[Stored data]

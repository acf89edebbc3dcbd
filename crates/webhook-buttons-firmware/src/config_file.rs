use std::fs;
use std::io::ErrorKind;
use std::path::{Path, PathBuf};

use webhook_buttons::{ConfigError, ConfigRecord, ConfigStore};

pub const BUTTONS_CONFIG_PATH: &str = "/spiffs/config/buttons.cfg";
pub const WIFI_CONFIG_PATH: &str = "/spiffs/config/wifi.tsv";

/// Config record persisted as one text file.
pub struct FileConfigStore {
    path: PathBuf,
}

impl FileConfigStore {
    pub fn new(path: impl AsRef<Path>) -> Self {
        Self {
            path: path.as_ref().to_path_buf(),
        }
    }

    pub fn path(&self) -> &Path {
        &self.path
    }
}

impl ConfigStore for FileConfigStore {
    fn load(&mut self) -> Result<ConfigRecord, ConfigError> {
        match fs::read_to_string(&self.path) {
            Ok(raw) => ConfigRecord::from_text(&raw),
            Err(err) if err.kind() == ErrorKind::NotFound => Ok(ConfigRecord::new()),
            Err(err) => Err(ConfigError::Io(format!(
                "read {}: {}",
                self.path.display(),
                err
            ))),
        }
    }

    fn save(&mut self, record: &ConfigRecord) -> Result<(), ConfigError> {
        if let Some(parent) = self.path.parent() {
            // SPIFFS is flat and rejects mkdir; the write below still succeeds there.
            if let Err(err) = fs::create_dir_all(parent) {
                log::debug!("[CFG] create_dir_all {}: {}", parent.display(), err);
            }
        }
        fs::write(&self.path, record.to_text())
            .map_err(|err| ConfigError::Io(format!("write {}: {}", self.path.display(), err)))
    }
}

- _TRY IT_
Give all the records again. Match them exactly.

- _YOUR RESPONSE_
repository acf89edebbc3dcbd
filename crates/webhook-buttons-firmware/src/config_file.rs
use std::fs;
use std::io::ErrorKind;
use std::path::{Path, PathBuf};

use webhook_buttons::{ConfigError, ConfigRecord, ConfigStore};

pub const BUTTONS_CONFIG_PATH: &str = "/spiffs/config/buttons.cfg";
pub const WIFI_CONFIG_PATH: &str = "/spiffs/config/wifi.tsv";

/// Config record persisted as one text file.
pub struct FileConfigStore {
    path: PathBuf,
}

impl FileConfigStore {
    pub fn new(path: impl AsRef<Path>) -> Self {
        Self {
            path: path.as_ref().to_path_buf(),
        }
    }

    pub fn path(&self) -> &Path {
        &self.path
    }
}

impl ConfigStore for FileConfigStore {
    fn load(&mut self) -> Result<ConfigRecord, ConfigError> {
        match fs::read_to_string(&self.path) {
            Ok(raw) => ConfigRecord::from_text(&raw),
            Err(err) if err.kind() == ErrorKind::NotFound => Ok(ConfigRecord::new()),
            Err(err) => Err(ConfigError::Io(format!(
                "read {}: {}",
                self.path.display(),
                err
            ))),
        }
    }

    fn save(&mut self, record: &ConfigRecord) -> Result<(), ConfigError> {
        if let Some(parent) = self.path.parent() {
            // SPIFFS is flat and rejects mkdir; the write below still succeeds there.
            if let Err(err) = fs::create_dir_all(parent) {
                log::debug!("[CFG] create_dir_all {}: {}", parent.display(), err);
            }
        }
        fs::write(&self.path, record.to_text())
            .map_err(|err| ConfigError::Io(format!("write {}: {}", self.path.display(), err)))
    }
}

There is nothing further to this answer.